- [Activity]
Reproduce every record exactly as written.

── Task data ──

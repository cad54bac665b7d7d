//! Configuration file loading for ragdash
//!
//! This module handles file I/O and merging of configuration from multiple sources.
//! The priority order (highest to lowest):
//!
//! 1. `RAGDASH_*` environment variables
//! 2. `--config <path>` specified file
//! 3. Project root: `./ragdash.toml` or `./.ragdash.toml`
//! 4. XDG config: `$XDG_CONFIG_HOME/ragdash/config.toml`
//! 5. Default values

mod file_config;
mod loader;

pub use file_config::{
    ConfigValidationError, FileApiConfig, FileConfig, FileHealthConfig, FileLoggingConfig,
    FileModelsConfig, FileOutputConfig, FileStreamConfig,
};
pub use loader::ConfigLoader;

───

- [Answer to this problem]
repository cad54bac665b7d7d
//! Configuration file loading for ragdash
//!
//! This module handles file I/O and merging of configuration from multiple sources.
//! The priority order (highest to lowest):
//!
//! 1. `RAGDASH_*` environment variables
//! 2. `--config <path>` specified file
//! 3. Project root: `./ragdash.toml` or `./.ragdash.toml`
//! 4. XDG config: `$XDG_CONFIG_HOME/ragdash/config.toml`
//! 5. Default values

mod file_config;
mod loader;

pub use file_config::{
    ConfigValidationError, FileApiConfig, FileConfig, FileHealthConfig, FileLoggingConfig,
    FileModelsConfig, FileOutputConfig, FileStreamConfig,
};
pub use loader::ConfigLoader;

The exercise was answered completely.